Collected data

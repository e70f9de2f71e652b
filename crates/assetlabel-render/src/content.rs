// SPDX-License-Identifier: PMPL-1.0-or-later
// Copyright (c) 2026 Jonathan D.A. Jewell (hyperpolymath) <jonathan.jewell@open.ac.uk>
//
// What goes on a label, independent of where it is drawn.

use assetlabel_core::{Device, DeviceId, LabelConfig};

/// Strings placed on one label.
#[derive(Debug, Clone, PartialEq, Eq)]
pub struct LabelContent {
    pub device_id: DeviceId,
    /// Left QR code: the asset tag, or `<fallback_prefix><id>`.
    pub code_payload: String,
    /// Right QR code: link to the device page in the inventory UI.
    pub url_payload: String,
    /// Device name up to the first separator.
    pub title: String,
    /// Printed under the left QR code; always equal to `code_payload`.
    pub code_caption: String,
    /// Printed under the right QR code.
    pub url_caption: String,
}

impl LabelContent {
    pub fn for_device(device: &Device, config: &LabelConfig) -> Self {
        let code_payload = if device.has_asset_tag() {
            device.asset_tag.clone()
        } else {
            format!("{}{}", config.fallback_prefix, device.id)
        };
        let url_payload = format!(
            "{}/dcim/devices/{}",
            config.device_url_base.trim_end_matches('/'),
            device.id
        );

        Self {
            device_id: device.id,
            code_caption: code_payload.clone(),
            code_payload,
            url_payload,
            title: truncate_title(&device.name, config.title_separator).to_string(),
            url_caption: config.url_caption.clone(),
        }
    }
}

/// `name` up to (not including) the first `separator`.
pub fn truncate_title(name: &str, separator: char) -> &str {
    name.split(separator).next().unwrap_or(name)
}
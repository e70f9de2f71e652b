// SPDX-License-Identifier: PMPL-1.0-or-later
// Copyright (c) 2026 Jonathan D.A. Jewell (hyperpolymath) <jonathan.jewell@open.ac.uk>
//
// assetlabel-inventory: Device records from the NetBox REST API.
//
// Walks the paginated `dcim/devices` listing, drops virtual machines and
// converts the wire records into `assetlabel_core::Device`.

pub mod client;
pub mod wire;

pub use client::{DeviceSource, InventoryClient, paginate};
pub use wire::{DevicePage, DeviceType, RawDevice};
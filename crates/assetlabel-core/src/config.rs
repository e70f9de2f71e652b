// SPDX-License-Identifier: PMPL-1.0-or-later
// Copyright (c) 2026 Jonathan D.A. Jewell (hyperpolymath) <jonathan.jewell@open.ac.uk>
//
// Application configuration.
//
// Every field has a default matching the Brother QL label stock the tool was
// built for; a JSON file may override any subset of them.

use std::path::{Path, PathBuf};

use serde::{Deserialize, Serialize};
use tracing::{debug, info};

use crate::error::{LabelError, Result};

/// Complete run configuration.
#[derive(Debug, Clone, PartialEq, Serialize, Deserialize)]
#[serde(default)]
pub struct AppConfig {
    pub inventory: InventoryConfig,
    pub label: LabelConfig,
    pub printer: PrinterConfig,
    /// Directory the rendered PNG files are written to.
    pub output_dir: PathBuf,
}

impl Default for AppConfig {
    fn default() -> Self {
        Self {
            inventory: InventoryConfig::default(),
            label: LabelConfig::default(),
            printer: PrinterConfig::default(),
            output_dir: PathBuf::from("etiquettes"),
        }
    }
}

impl AppConfig {
    /// Load a configuration file. Missing fields keep their defaults.
    pub fn load(path: impl AsRef<Path>) -> Result<Self> {
        let path = path.as_ref();
        let raw = std::fs::read_to_string(path).map_err(|err| {
            LabelError::Config(format!("cannot read {}: {}", path.display(), err))
        })?;
        let config: Self = serde_json::from_str(&raw)?;
        info!(path = %path.display(), "configuration loaded");
        debug!(label = ?config.label, "label geometry");
        Ok(config)
    }

    /// Reject configurations that cannot produce a usable run.
    pub fn validate(&self) -> Result<()> {
        if self.inventory.token.trim().is_empty() {
            return Err(LabelError::Config("an API token is required".into()));
        }
        if self.inventory.base_url.trim().is_empty() {
            return Err(LabelError::Config("the inventory base URL is empty".into()));
        }
        if self.printer.name.trim().is_empty() {
            return Err(LabelError::Config("the printer name is empty".into()));
        }
        self.label.validate()
    }
}

/// Inventory API connection settings.
#[derive(Debug, Clone, PartialEq, Serialize, Deserialize)]
#[serde(default)]
pub struct InventoryConfig {
    /// Base URL of the NetBox instance, without the `/api` suffix.
    pub base_url: String,
    /// API token, sent as `Authorization: Token <token>`.
    pub token: String,
    /// Optional `limit` for the first page; later pages follow `next` verbatim.
    pub page_size: Option<u32>,
}

impl Default for InventoryConfig {
    fn default() -> Self {
        Self {
            base_url: "https://icit-nsot.epfl.ch".into(),
            token: String::new(),
            page_size: None,
        }
    }
}

/// A TrueType face and the pixel size it is drawn at.
#[derive(Debug, Clone, PartialEq, Serialize, Deserialize)]
pub struct FontSpec {
    /// File name (searched in `LabelConfig::font_dirs`) or absolute path.
    pub file: PathBuf,
    pub size_px: f32,
}

impl FontSpec {
    pub fn new(file: impl Into<PathBuf>, size_px: f32) -> Self {
        Self {
            file: file.into(),
            size_px,
        }
    }

    /// Find the font file on disk.
    ///
    /// The path is tried as given first, then joined onto each search
    /// directory in order. Returns `None` when the face is unavailable.
    pub fn locate(&self, search_dirs: &[PathBuf]) -> Option<PathBuf> {
        if self.file.is_file() {
            return Some(self.file.clone());
        }
        if self.file.is_absolute() {
            return None;
        }
        search_dirs
            .iter()
            .map(|dir| dir.join(&self.file))
            .find(|candidate| candidate.is_file())
    }
}

/// Physical label geometry and content templates.
#[derive(Debug, Clone, PartialEq, Serialize, Deserialize)]
#[serde(default)]
pub struct LabelConfig {
    pub dpi: u32,
    pub width_mm: f64,
    pub height_mm: f64,
    pub top_margin_px: u32,
    pub bottom_margin_px: u32,
    /// Share of the vertical space between the margins taken by a QR code.
    pub qr_fraction: f64,
    /// Distance of each QR code from its side edge.
    pub edge_margin_mm: f64,
    /// Gap between the bottom of the QR codes and the captions.
    pub caption_offset_px: u32,
    /// QR payload 1 when a device has no asset tag: `<prefix><id>`.
    pub fallback_prefix: String,
    /// QR payload 2 is `<device_url_base>/dcim/devices/<id>`.
    pub device_url_base: String,
    /// The title is the device name up to the first occurrence of this.
    pub title_separator: char,
    /// Caption printed under the device-URL QR code.
    pub url_caption: String,
    pub title_font: FontSpec,
    pub caption_font: FontSpec,
    /// Smallest size the title is shrunk to before it gets truncated.
    pub min_title_px: f32,
    pub font_dirs: Vec<PathBuf>,
}

impl Default for LabelConfig {
    fn default() -> Self {
        Self {
            dpi: 300,
            width_mm: 90.0,
            height_mm: 38.0,
            top_margin_px: 18,
            bottom_margin_px: 18,
            qr_fraction: 0.55,
            edge_margin_mm: 3.0,
            caption_offset_px: 5,
            fallback_prefix: "None-".into(),
            device_url_base: "https://icit-nsot.epfl.ch".into(),
            title_separator: '.',
            url_caption: "DCIM".into(),
            title_font: FontSpec::new("arialbd.ttf", 54.0),
            caption_font: FontSpec::new("arial.ttf", 32.0),
            min_title_px: 12.0,
            font_dirs: default_font_dirs(),
        }
    }
}

impl LabelConfig {
    fn validate(&self) -> Result<()> {
        if self.dpi == 0 {
            return Err(LabelError::Config("dpi must be positive".into()));
        }
        if self.width_mm <= 0.0 || self.height_mm <= 0.0 {
            return Err(LabelError::Config("label dimensions must be positive".into()));
        }
        let fraction_ok = self.qr_fraction > 0.0 && self.qr_fraction <= 1.0;
        if !fraction_ok {
            return Err(LabelError::Config(format!(
                "qr_fraction must be in (0, 1], got {}",
                self.qr_fraction
            )));
        }
        Ok(())
    }
}

/// Conventional system font directories for the current platform.
pub fn default_font_dirs() -> Vec<PathBuf> {
    let mut dirs = Vec::new();
    if cfg!(windows) {
        let windir = std::env::var("WINDIR").unwrap_or_else(|_| r"C:\Windows".into());
        dirs.push(PathBuf::from(windir).join("Fonts"));
    } else if cfg!(target_os = "macos") {
        dirs.push(PathBuf::from("/Library/Fonts"));
        dirs.push(PathBuf::from("/System/Library/Fonts/Supplemental"));
    } else {
        if let Ok(home) = std::env::var("HOME") {
            dirs.push(PathBuf::from(home).join(".local/share/fonts"));
        }
        dirs.push(PathBuf::from("/usr/share/fonts/truetype/msttcorefonts"));
        dirs.push(PathBuf::from("/usr/share/fonts/TTF"));
        dirs.push(PathBuf::from("/usr/share/fonts/truetype"));
    }
    dirs
}

/// Printer target and the utility used to reach it.
#[derive(Debug, Clone, PartialEq, Serialize, Deserialize)]
#[serde(default)]
pub struct PrinterConfig {
    /// Queue / driver name as known to the operating system.
    pub name: String,
    pub utility: PrintUtility,
}

impl Default for PrinterConfig {
    fn default() -> Self {
        Self {
            name: "Brother QL-720NW USB".into(),
            utility: PrintUtility::default(),
        }
    }
}

/// External program that puts a PNG on paper.
#[derive(Debug, Clone, PartialEq, Eq, Serialize, Deserialize)]
#[serde(tag = "kind", rename_all = "snake_case")]
pub enum PrintUtility {
    /// Brother P-touch Editor, driven through PowerShell `Start-Process`.
    PtEditor { executable: String },
    /// CUPS `lp -d <printer> <file>`.
    Lp,
    /// Arbitrary program; `{file}` and `{printer}` are substituted in `args`.
    Custom { program: String, args: Vec<String> },
}

impl Default for PrintUtility {
    fn default() -> Self {
        if cfg!(windows) {
            Self::PtEditor {
                executable: "ptedit54.exe".into(),
            }
        } else {
            Self::Lp
        }
    }
}

#[cfg(test)]
mod tests {
    use super::*;

    #[test]
    fn partial_file_keeps_defaults() {
        let dir = tempfile::tempdir().expect("tempdir");
        let path = dir.path().join("assetlabel.json");
        std::fs::write(
            &path,
            r#"{ "printer": { "name": "QL-820" }, "label": { "dpi": 600 } }"#,
        )
        .expect("write config");

        let config = AppConfig::load(&path).expect("load");
        assert_eq!(config.printer.name, "QL-820");
        assert_eq!(config.printer.utility, PrintUtility::default());
        assert_eq!(config.label.dpi, 600);
        assert_eq!(config.label.width_mm, 90.0);
        assert_eq!(config.output_dir, PathBuf::from("etiquettes"));
    }

    #[test]
    fn custom_utility_parses() {
        let config: PrinterConfig = serde_json::from_str(
            r#"{ "name": "lbl", "utility": { "kind": "custom", "program": "brother_ql", "args": ["print", "{file}"] } }"#,
        )
        .expect("parse");
        assert_eq!(
            config.utility,
            PrintUtility::Custom {
                program: "brother_ql".into(),
                args: vec!["print".into(), "{file}".into()],
            }
        );
    }

    #[test]
    fn missing_file_is_config_error() {
        let err = AppConfig::load("/nonexistent/assetlabel.json").unwrap_err();
        assert!(matches!(err, LabelError::Config(_)));
    }

    #[test]
    fn validate_requires_token() {
        let mut config = AppConfig::default();
        assert!(matches!(config.validate(), Err(LabelError::Config(_))));
        config.inventory.token = "secret".into();
        assert!(config.validate().is_ok());
    }

    #[test]
    fn validate_rejects_bad_geometry() {
        let mut config = AppConfig::default();
        config.inventory.token = "secret".into();
        config.label.qr_fraction = 1.5;
        assert!(config.validate().is_err());
        config.label.qr_fraction = 0.55;
        config.label.dpi = 0;
        assert!(config.validate().is_err());
    }

    #[test]
    fn qr_fraction_must_be_in_half_open_unit_interval() {
        let mut config = AppConfig::default();
        config.inventory.token = "secret".into();
        for (fraction, ok) in [(0.0, false), (-0.1, false), (f64::NAN, false), (0.01, true), (1.0, true), (1.01, false)] {
            config.label.qr_fraction = fraction;
            assert_eq!(config.validate().is_ok(), ok, "qr_fraction {fraction}");
        }
    }

    #[test]
    fn locate_prefers_direct_path_then_search_dirs() {
        let dir = tempfile::tempdir().expect("tempdir");
        let font = dir.path().join("face.ttf");
        std::fs::write(&font, b"not really a font").expect("write");

        let direct = FontSpec::new(&font, 10.0);
        assert_eq!(direct.locate(&[]), Some(font.clone()));

        let by_name = FontSpec::new("face.ttf", 10.0);
        assert_eq!(by_name.locate(&[dir.path().to_path_buf()]), Some(font));
        assert_eq!(by_name.locate(&[]), None);
    }
}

TASK STATEMENT: Return exactly the lines above from the line that has "virtual machines and" through the line that has "filename crates/assetlabel-core/src/config.rs", inclusive, and nothing else.

RESPONSE AREA:
// Walks the paginated `dcim/devices` listing, drops virtual machines and
// converts the wire records into `assetlabel_core::Device`.

pub mod client;
pub mod wire;

pub use client::{DeviceSource, InventoryClient, paginate};
pub use wire::{DevicePage, DeviceType, RawDevice};
filename crates/assetlabel-core/src/config.rs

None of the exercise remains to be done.